Las políticas culturales adquieren sentido y congruencia desde la participación basada en la existencia de la diversidad y, en consecuencia, la pluralidad de las conductas, lenguas, tradiciones, intereses, significados, valores, patrimonio y, en general, de tareas a realizar. Así es como la participación sociocultural se diversifica y emergen múltiples agentes cuyas labores son muy variadas porque pueden movilizarse de la mera preservación de ciertos valores culturales o costumbres, pasando por su reproducción, desculturización y respectiva resignificación hasta lograr una transformación.

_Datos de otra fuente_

//! The orchestrator: drives a planned DAG through a launcher.
//!
//! One `run(mode)` call advances the DAG by one cycle. Within a cycle
//! all open nodes are processed concurrently (submit or status query),
//! results are applied to the planner as a group, and an observed
//! failure triggers a cancel fan-out over the cycle's running tasks.
//! In `Schedule` mode a cycle keeps expanding the open set as
//! submissions land, so an entire DAG can be handed to the backend in a
//! single cycle.

use std::collections::{BTreeMap, BTreeSet};
use std::sync::Arc;

use futures::future::join_all;
use thiserror::Error;
use tracing::{debug, info, warn};

use cstar_core::{RunMode, Status, Step};

use crate::launch::Launcher;
use crate::planner::Planner;
use crate::task::{Handle, Task};

#[derive(Debug, Error)]
pub enum OrchestrateError {
    /// An invariant breach: a node was asked to process without a step
    /// record. Fatal for the run.
    #[error("unable to process: invalid node identifier `{0}`")]
    ExpectationFailed(String),
}

/// What processing a node produced this wave.
enum NodeOutcome {
    /// Not all prerequisites are submitted yet; re-evaluate next cycle.
    Deferred,
    /// The node's task was created or re-observed.
    Observed(Task),
    /// The backend rejected the submission.
    SubmitFailed(String),
}

/// Manages the execution of a planned workplan.
pub struct Orchestrator {
    planner: Planner,
    launcher: Arc<dyn Launcher>,
}

impl std::fmt::Debug for Orchestrator {
    fn fmt(&self, f: &mut std::fmt::Formatter<'_>) -> std::fmt::Result {
        f.debug_struct("Orchestrator").finish_non_exhaustive()
    }
}

impl Orchestrator {
    pub fn new(planner: Planner, launcher: Arc<dyn Launcher>) -> Self {
        Self { planner, launcher }
    }

    pub fn planner(&self) -> &Planner {
        &self.planner
    }

    /// Current status of every node.
    pub fn statuses(&self) -> BTreeMap<String, Status> {
        self.planner.statuses()
    }

    /// The open set under `mode`; `None` means no further progress is
    /// possible.
    pub fn open_set(&self, mode: RunMode) -> Option<BTreeSet<String>> {
        self.planner.open_set(mode)
    }

    /// Resolve the task handles of a step's dependencies.
    ///
    /// `None` means at least one prerequisite has not been submitted
    /// yet; an empty list means the step has no dependencies.
    fn locate_dependencies(&self, step: &Step) -> Option<Vec<Handle>> {
        let mut handles = Vec::with_capacity(step.depends_on.len());
        for dep in &step.depends_on {
            handles.push(self.planner.task(dep)?.handle.clone());
        }
        Some(handles)
    }

    /// Write a status to a node, keeping the per-node status sequence
    /// monotone: terminal statuses are sticky, and a node never moves to
    /// a lower status except into `Cancelled`.
    fn record_status(&mut self, name: &str, status: Status) {
        if let Some(current) = self.planner.status(name) {
            let regresses = status < current && status != Status::Cancelled;
            if (current.is_terminal() && current != status) || regresses {
                debug!(node = name, %current, observed = %status,
                       "ignoring status regression");
                return;
            }
        }
        self.planner.set_status(name, status);
    }

    /// Submit or re-observe a single node.
    async fn process_node(
        &self,
        name: &str,
        step: Step,
        task: Option<Task>,
        dependencies: Option<Vec<Handle>>,
    ) -> NodeOutcome {
        let Some(dependencies) = dependencies else {
            return NodeOutcome::Deferred;
        };

        if let Some(mut task) = task {
            match self.launcher.query_status(&step, &task.handle).await {
                Ok(status) => {
                    if task.status != status {
                        debug!(node = name, from = %task.status, to = %status, "task status changed");
                    }
                    task.status = status;
                }
                Err(err) => {
                    // Transient; the node keeps its prior status and is
                    // re-queried next cycle.
                    debug!(node = name, %err, "status query failed");
                }
            }
            return NodeOutcome::Observed(task);
        }

        match self.launcher.launch(&step, &dependencies).await {
            Ok(task) => {
                info!(node = name, pid = task.handle.pid(), "launched step");
                NodeOutcome::Observed(task)
            }
            Err(err) => NodeOutcome::SubmitFailed(err.to_string()),
        }
    }

    /// Execute tasks that are ready and query status on running tasks.
    ///
    /// Returns the status of every node acted on this cycle. When the
    /// open set is null (failure observed or traversal complete) the
    /// current status of every node is returned instead and nothing is
    /// launched.
    pub async fn run(&mut self, mode: RunMode) -> Result<BTreeMap<String, Status>, OrchestrateError> {
        let mut acted: BTreeMap<String, Status> = BTreeMap::new();
        let mut processed: BTreeSet<String> = BTreeSet::new();
        let mut observed_tasks: Vec<Task> = Vec::new();

        loop {
            let Some(open) = self.planner.open_set(mode) else {
                if acted.is_empty() {
                    return Ok(self.planner.statuses());
                }
                break;
            };

            let wave: Vec<String> = open
                .into_iter()
                .filter(|name| !processed.contains(name))
                .collect();
            if wave.is_empty() {
                break;
            }
            processed.extend(wave.iter().cloned());

            // Gather node inputs before fanning out; the planner is not
            // touched while the wave is in flight.
            let mut inputs = Vec::with_capacity(wave.len());
            for name in &wave {
                let step = self
                    .planner
                    .step(name)
                    .cloned()
                    .ok_or_else(|| OrchestrateError::ExpectationFailed(name.clone()))?;
                let task = self.planner.task(name).cloned();
                let dependencies = self.locate_dependencies(&step);
                inputs.push((name.clone(), step, task, dependencies));
            }

            let this = &*self;
            let outcomes = join_all(inputs.into_iter().map(|(name, step, task, deps)| {
                async move {
                    let outcome = this.process_node(&name, step, task, deps).await;
                    (name, outcome)
                }
            }))
            .await;

            let mut failure_observed = false;
            for (name, outcome) in outcomes {
                match outcome {
                    NodeOutcome::Deferred => {
                        acted.insert(
                            name.clone(),
                            self.planner.status(&name).unwrap_or(Status::Unsubmitted),
                        );
                    }
                    NodeOutcome::Observed(task) => {
                        let status = task.status;
                        self.record_status(&name, status);
                        self.planner.set_task(&name, task.clone());
                        observed_tasks.push(task);
                        let recorded = self.planner.status(&name).unwrap_or(status);
                        acted.insert(name.clone(), recorded);
                        if status == Status::Failed {
                            warn!(node = %name, "failed node");
                            failure_observed = true;
                        } else if status == Status::Done {
                            info!(node = %name, "closed node");
                        }
                    }
                    NodeOutcome::SubmitFailed(reason) => {
                        warn!(node = %name, %reason, "failed node");
                        self.record_status(&name, Status::Failed);
                        acted.insert(name.clone(), Status::Failed);
                        failure_observed = true;
                    }
                }
            }

            if failure_observed {
                let cancelled = self.cancel_running(&observed_tasks).await;
                for (name, status) in cancelled {
                    acted.insert(name, status);
                }
                break;
            }

            // Monitor mode runs one wave per cycle; Schedule mode keeps
            // expanding as submissions satisfy downstream in-edges.
            if mode == RunMode::Monitor {
                break;
            }
        }

        Ok(acted)
    }

    /// Fan out cancellation over this cycle's running tasks.
    async fn cancel_running(&mut self, observed: &[Task]) -> Vec<(String, Status)> {
        let cancellations: Vec<Task> = observed
            .iter()
            .filter(|t| t.status.is_running())
            .cloned()
            .collect();

        let launcher = Arc::clone(&self.launcher);
        let results = join_all(
            cancellations
                .into_iter()
                .map(|task| {
                    let launcher = Arc::clone(&launcher);
                    async move { launcher.cancel(task).await }
                }),
        )
        .await;

        let mut out = Vec::with_capacity(results.len());
        for task in results {
            let name = task.name().to_string();
            let status = task.status;
            self.record_status(&name, status);
            self.planner.set_task(&name, task);
            out.push((name, status));
        }
        out
    }
}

En ese entendido, la participación se manifiesta activamente al involucrar a los agentes en tareas específicas dentro de una comunidad o grupo social determinado, considerando que sus problemas y/o necesidades no sean homogéneos, ni iguales a los de otra realidad social, y mucho menos a las maneras de solucionarlas como copias universalizadas, es como dicen por ahí: “según el sapo es la pedrada”. Así que, apreciable lector/a, con base en esta breve descripción y explicación, le sugiero que indague en los discursos, en las formas, en los fondos y en los cimientos de las “propuestas” de todos los candidatos y candidatas, sus trasfondos ideológicos, sus intereses. Preste mucha atención a los procedimientos metodológicos para lograr lo que pregonan a diestra y siniestra. Ya no más pan y circo, merecemos una política cultural a la altura, que atienda lo que nos aqueja como sociedad y cuente con una metodología, que se nos exponga qué, dónde, cómo, cuándo, con qué, basado en qué, y un largo etcétera. Espero que esto le ayude a pensar críticamente en su elección, pues es nuestro derecho tener una vida digna y de bienestar.